To some parents this might hardly seem like an appropriate topic for PG dinner-table conversations, and at the surface it seems reasonable for adults to worry that discussing climate change might cause kids anxiety. Yet even as adults continue to grapple with the issue—some speaking out and others denying it—children across the globe have become the leading voices demanding we give the issue of climate change our full attention.

After all, it is their future at stake.

The latest Intergovernmental Panel on Climate Change report published by the United Nations in December 2018 predicts people only have 12 years to reign in carbon emissions before the effects of climate change spiral out of human control. On March 15, an estimated 1.4 million students took to the streets in 2,000 cities around the world in a Global Climate Strike to demand leaders take immediate action. In Santa Fe, youth gathered at the Roundhouse on one of the last days of the Legislative session to get the attention of local politicians.

The message is clear: Kids want us to engage.

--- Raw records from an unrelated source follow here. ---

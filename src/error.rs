use thiserror::Error;

#[derive(Error, Debug)]
pub enum Error {
    #[error("usage: emunes <rom-path> [--steps N]")]
    Usage,

    #[error("failed to read rom file: {0}")]
    Io(#[from] std::io::Error),

    #[error("failed to parse rom: {0}")]
    Rom(#[from] emunes_rom::Error),

    #[error("cpu error: {0}")]
    Cpu(#[from] emunes_mos6502::Error),

    #[error("failed to write trace log: {0}")]
    TraceWrite(std::io::Error),
}
use emunes_mos6502::{AddressingMode, Opcode, StepTrace};

/// Render one executed instruction as a line in the canonical nestest disassembly trace
/// format. Only the columns nestest itself defines are produced — PPU dot/scanline and
/// cycle counters aren't, since neither the PPU nor cycle pacing is emulated.
pub fn format_line(trace: &StepTrace) -> String {
    let bytes = format_bytes(&trace.raw_bytes);
    let disassembly = format_disassembly(trace);

    format!(
        "{:04X}  {:<8}  {:<31} A:{:02X} X:{:02X} Y:{:02X} P:{:02X} SP:{:02X}",
        trace.pc, bytes, disassembly, trace.a, trace.x, trace.y, trace.p, trace.sp
    )
}

fn format_bytes(raw_bytes: &[u8]) -> String {
    raw_bytes.iter().map(|b| format!("{:02X}", b)).collect::<Vec<_>>().join(" ")
}

fn format_disassembly(trace: &StepTrace) -> String {
    let mnemonic = trace.opcode.mnemonic();
    let operand = format_operand(trace);

    if operand.is_empty() {
        mnemonic.to_string()
    } else {
        format!("{} {}", mnemonic, operand)
    }
}

fn format_operand(trace: &StepTrace) -> String {
    let is_jump = matches!(trace.opcode, Opcode::JMP | Opcode::JSR);

    match trace.mode {
        AddressingMode::Implied => String::new(),
        AddressingMode::Accumulator => "A".to_string(),
        AddressingMode::Immediate => format!("#${:02X}", trace.operand_low.unwrap_or(0)),

        AddressingMode::ZeroPage => format!("${:02X} = {:02X}", trace.operand_low.unwrap_or(0), trace.value.unwrap_or(0)),

        AddressingMode::ZeroPageX => format!(
            "${:02X},X @ {:02X} = {:02X}",
            trace.operand_low.unwrap_or(0),
            trace.effective_address.unwrap_or(0),
            trace.value.unwrap_or(0)
        ),

        AddressingMode::ZeroPageY => format!(
            "${:02X},Y @ {:02X} = {:02X}",
            trace.operand_low.unwrap_or(0),
            trace.effective_address.unwrap_or(0),
            trace.value.unwrap_or(0)
        ),

        AddressingMode::Relative => format!("${:04X}", trace.effective_address.unwrap_or(0)),

        AddressingMode::Absolute if is_jump => format!("${:04X}", trace.effective_address.unwrap_or(0)),
        AddressingMode::Absolute => format!(
            "${:04X} = {:02X}",
            trace.effective_address.unwrap_or(0),
            trace.value.unwrap_or(0)
        ),

        AddressingMode::AbsoluteX => format!(
            "${:02X}{:02X},X @ {:04X} = {:02X}",
            trace.operand_high.unwrap_or(0),
            trace.operand_low.unwrap_or(0),
            trace.effective_address.unwrap_or(0),
            trace.value.unwrap_or(0)
        ),

        AddressingMode::AbsoluteY => format!(
            "${:02X}{:02X},Y @ {:04X} = {:02X}",
            trace.operand_high.unwrap_or(0),
            trace.operand_low.unwrap_or(0),
            trace.effective_address.unwrap_or(0),
            trace.value.unwrap_or(0)
        ),

        AddressingMode::Indirect => format!(
            "(${:04X}) = {:04X}",
            trace.pointer.unwrap_or(0),
            trace.effective_address.unwrap_or(0)
        ),

        AddressingMode::IndexedIndirect => format!(
            "(${:02X},X) @ {:02X} = {:04X} = {:02X}",
            trace.operand_low.unwrap_or(0),
            trace.pointer.unwrap_or(0),
            trace.effective_address.unwrap_or(0),
            trace.value.unwrap_or(0)
        ),

        AddressingMode::IndirectIndexed => format!(
            "(${:02X}),Y = {:04X} @ {:04X} = {:02X}",
            trace.operand_low.unwrap_or(0),
            trace.pointer.unwrap_or(0),
            trace.effective_address.unwrap_or(0),
            trace.value.unwrap_or(0)
        ),
    }
}

#[cfg(test)]
mod tests {
    use super::*;

    fn base_trace() -> StepTrace {
        StepTrace {
            pc: 0xC000,
            raw_bytes: vec![0x4C, 0xF5, 0xC5],
            opcode: Opcode::JMP,
            mode: AddressingMode::Absolute,
            operand_low: Some(0xF5),
            operand_high: Some(0xC5),
            pointer: None,
            effective_address: Some(0xC5F5),
            value: None,
            a: 0,
            x: 0,
            y: 0,
            p: 0x24,
            sp: 0xFD,
        }
    }

    #[test]
    pub fn jmp_absolute_has_no_trailing_value() {
        let line = format_line(&base_trace());

        assert!(line.starts_with("C000  4C F5 C5  JMP $C5F5"));
        assert!(line.contains("A:00 X:00 Y:00 P:24 SP:FD"));
    }

    #[test]
    pub fn immediate_operand_is_hash_prefixed() {
        let mut trace = base_trace();
        trace.raw_bytes = vec![0xA9, 0x05];
        trace.opcode = Opcode::LDA;
        trace.mode = AddressingMode::Immediate;
        trace.operand_low = Some(0x05);
        trace.operand_high = None;
        trace.effective_address = None;

        let line = format_line(&trace);

        assert!(line.contains("LDA #$05"));
    }

    #[test]
    pub fn zero_page_shows_address_and_value() {
        let mut trace = base_trace();
        trace.opcode = Opcode::STX;
        trace.mode = AddressingMode::ZeroPage;
        trace.operand_low = Some(0x10);
        trace.operand_high = None;
        trace.effective_address = Some(0x10);
        trace.value = Some(0x00);

        let line = format_line(&trace);

        assert!(line.contains("STX $10 = 00"));
    }
}
/// `Status` represents the processor status register, `p` on the `Cpu`.
///
/// ```text
/// +---+---+---+---+---+---+---+---+
/// | N | V |   | B | D | I | Z | C |
/// +---+---+---+---+---+---+---+---+
/// ```
///
/// - `C` carry, the "ninth bit" for arithmetic and shifts.
/// - `Z` set when the result of the last operation was zero.
/// - `I` interrupt disable.
/// - `D` decimal mode. Stored but never consulted by arithmetic on this CPU.
/// - `B` break. Only meaningful in the copy of `P` pushed to the stack.
/// - ` ` unused, always observed as `1`.
/// - `V` signed overflow.
/// - `N` set when the result of the last operation has bit 7 set.
#[derive(Eq, PartialEq, Clone, Copy, Debug)]
pub struct Status(pub u8);

impl Status {
    pub fn get(&self, flag: StatusFlag) -> bool {
        self.0 & (1 << flag as u8) != 0
    }

    pub fn set(&mut self, flag: StatusFlag, value: bool) {
        let bit = 1 << flag as u8;
        if value {
            self.0 |= bit;
        } else {
            self.0 &= !bit;
        }
    }
}

impl Default for Status {
    /// The reset value of `P`: `Unused` and `InterruptDisable` set, everything else clear.
    fn default() -> Status {
        Status(0b0010_0100)
    }
}

#[derive(Eq, PartialEq, Debug, Clone, Copy)]
pub enum StatusFlag {
    Carry = 0,
    Zero = 1,
    InterruptDisable = 2,
    DecimalMode = 3,
    Break = 4,
    Unused = 5,
    Overflow = 6,
    Negative = 7,
}

#[cfg(test)]
mod tests {
    use super::*;

    #[test]
    pub fn default_matches_reset_value() {
        assert_eq!(Status::default().0, 0x24);
    }

    #[test]
    pub fn set_then_get_round_trips() {
        let mut status = Status(0);
        status.set(StatusFlag::Carry, true);
        status.set(StatusFlag::Negative, true);

        assert!(status.get(StatusFlag::Carry));
        assert!(status.get(StatusFlag::Negative));
        assert!(!status.get(StatusFlag::Zero));
    }
}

"We just want adults to listen to us!" Sierra Woosley, 9, tells SFR through an interpreter in the library of the New Mexico School for the Deaf. "People are destroying the environment and they think it's okay, but it's not. We are part of nature and if we destroy nature, we will destroy ourselves. Grown-ups need to believe us, because kids have been doing research and finding facts about things that grown-ups don't realize yet, or maybe just don't want to realize. Kids should be able to grow up and have jobs and good lives and a good future. We don't want other kids to lose hope. And so, we need the adults to help us take care of the world."

Sierra is a leading member of the Global WE, an after-school program formerly known as the Global Warming Express, where students learn about the science and facts behind climate change and how to implement solutions in their schools and local communities. At the climate strike in March, Sierra told the crowd that she is deaf-blind and has a brain tumor, but that these disabilities have taught her lessons in facing difficulty and discomfort which she hopes to share with other kids. "Be strong and resilient. Learn the facts. But don't let them scare you too much," she said.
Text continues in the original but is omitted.